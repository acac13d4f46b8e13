use rust_decimal::Decimal;
use serde::{Deserialize, Serialize};
use std::fmt;
use std::str::FromStr;

#[derive(Debug, Clone, PartialEq, Eq, thiserror::Error)]
pub enum ValueObjectError {
  #[error("Invalid project name: {0}")]
  InvalidProjectName(String),
  #[error("Invalid billing rate: {0}")]
  InvalidBillingRate(String),
  #[error("Invalid hours: {0}")]
  InvalidHours(String),
  #[error("Invalid status: {0}")]
  InvalidStatus(String),
}

// Project Name
#[derive(Debug, Clone, PartialEq, Eq, Serialize, Deserialize)]
pub struct ProjectName(String);

impl ProjectName {
  pub fn new(value: String) -> Result<Self, ValueObjectError> {
    let trimmed = value.trim();
    if trimmed.is_empty() {
      return Err(ValueObjectError::InvalidProjectName(
        "Project name cannot be empty".to_string(),
      ));
    }
    if trimmed.len() > 255 {
      return Err(ValueObjectError::InvalidProjectName(
        "Project name cannot exceed 255 characters".to_string(),
      ));
    }
    Ok(Self(trimmed.to_string()))
  }

  pub fn value(&self) -> &str {
    &self.0
  }

  pub fn into_inner(self) -> String {
    self.0
  }
}

impl fmt::Display for ProjectName {
  fn fmt(&self, f: &mut fmt::Formatter<'_>) -> fmt::Result {
    write!(f, "{}", self.0)
  }
}

// Billing Rate - hourly rate carried by an assignment
#[derive(Debug, Clone, Copy, PartialEq, Eq, Serialize, Deserialize)]
pub struct BillingRate(Decimal);

impl BillingRate {
  pub fn new(value: Decimal) -> Result<Self, ValueObjectError> {
    if value <= Decimal::ZERO {
      return Err(ValueObjectError::InvalidBillingRate(
        "Billing rate must be positive".to_string(),
      ));
    }
    // Max 2 decimal places
    if value.scale() > 2 {
      return Err(ValueObjectError::InvalidBillingRate(
        "Billing rate cannot have more than 2 decimal places".to_string(),
      ));
    }
    Ok(Self(value))
  }

  pub fn value(&self) -> Decimal {
    self.0
  }
}

// Hours - quantity recorded on a time entry
#[derive(Debug, Clone, Copy, PartialEq, Eq, Serialize, Deserialize)]
pub struct Hours(Decimal);

impl Hours {
  pub fn new(value: Decimal) -> Result<Self, ValueObjectError> {
    if value <= Decimal::ZERO {
      return Err(ValueObjectError::InvalidHours(
        "Hours must be positive".to_string(),
      ));
    }
    if value > Decimal::from(24) {
      return Err(ValueObjectError::InvalidHours(
        "A single entry cannot exceed 24 hours".to_string(),
      ));
    }
    if value.scale() > 2 {
      return Err(ValueObjectError::InvalidHours(
        "Hours cannot have more than 2 decimal places".to_string(),
      ));
    }
    Ok(Self(value))
  }

  pub fn value(&self) -> Decimal {
    self.0
  }
}

// Project Status
#[derive(Debug, Clone, Copy, PartialEq, Eq, Serialize, Deserialize)]
#[serde(rename_all = "snake_case")]
pub enum ProjectStatus {
  Active,
  Completed,
  OnHold,
}

impl ProjectStatus {
  pub fn as_str(&self) -> &'static str {
    match self {
      ProjectStatus::Active => "active",
      ProjectStatus::Completed => "completed",
      ProjectStatus::OnHold => "on_hold",
    }
  }
}

impl FromStr for ProjectStatus {
  type Err = ValueObjectError;

  fn from_str(s: &str) -> Result<Self, Self::Err> {
    match s.to_lowercase().as_str() {
      "active" => Ok(ProjectStatus::Active),
      "completed" => Ok(ProjectStatus::Completed),
      "on_hold" => Ok(ProjectStatus::OnHold),
      _ => Err(ValueObjectError::InvalidStatus(format!(
        "Unknown project status: {}",
        s
      ))),
    }
  }
}

// Assignment Status
#[derive(Debug, Clone, Copy, PartialEq, Eq, Serialize, Deserialize)]
#[serde(rename_all = "lowercase")]
pub enum AssignmentStatus {
  Active,
  Completed,
}

impl AssignmentStatus {
  pub fn as_str(&self) -> &'static str {
    match self {
      AssignmentStatus::Active => "active",
      AssignmentStatus::Completed => "completed",
    }
  }
}

impl FromStr for AssignmentStatus {
  type Err = ValueObjectError;

  fn from_str(s: &str) -> Result<Self, Self::Err> {
    match s.to_lowercase().as_str() {
      "active" => Ok(AssignmentStatus::Active),
      "completed" => Ok(AssignmentStatus::Completed),
      _ => Err(ValueObjectError::InvalidStatus(format!(
        "Unknown assignment status: {}",
        s
      ))),
    }
  }
}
——
> Problem description
Up to and including the line with "#[derive(Debug, Clone, PartialEq, Eq, Serialize, Deserialize)]", restate the records above word for word from the very first line.

> Solution for this exercise
repository acac13d4f46b8e13
use rust_decimal::Decimal;
use serde::{Deserialize, Serialize};
use std::fmt;
use std::str::FromStr;

#[derive(Debug, Clone, PartialEq, Eq, thiserror::Error)]
pub enum ValueObjectError {
  #[error("Invalid project name: {0}")]
  InvalidProjectName(String),
  #[error("Invalid billing rate: {0}")]
  InvalidBillingRate(String),
  #[error("Invalid hours: {0}")]
  InvalidHours(String),
  #[error("Invalid status: {0}")]
  InvalidStatus(String),
}

// Project Name
#[derive(Debug, Clone, PartialEq, Eq, Serialize, Deserialize)]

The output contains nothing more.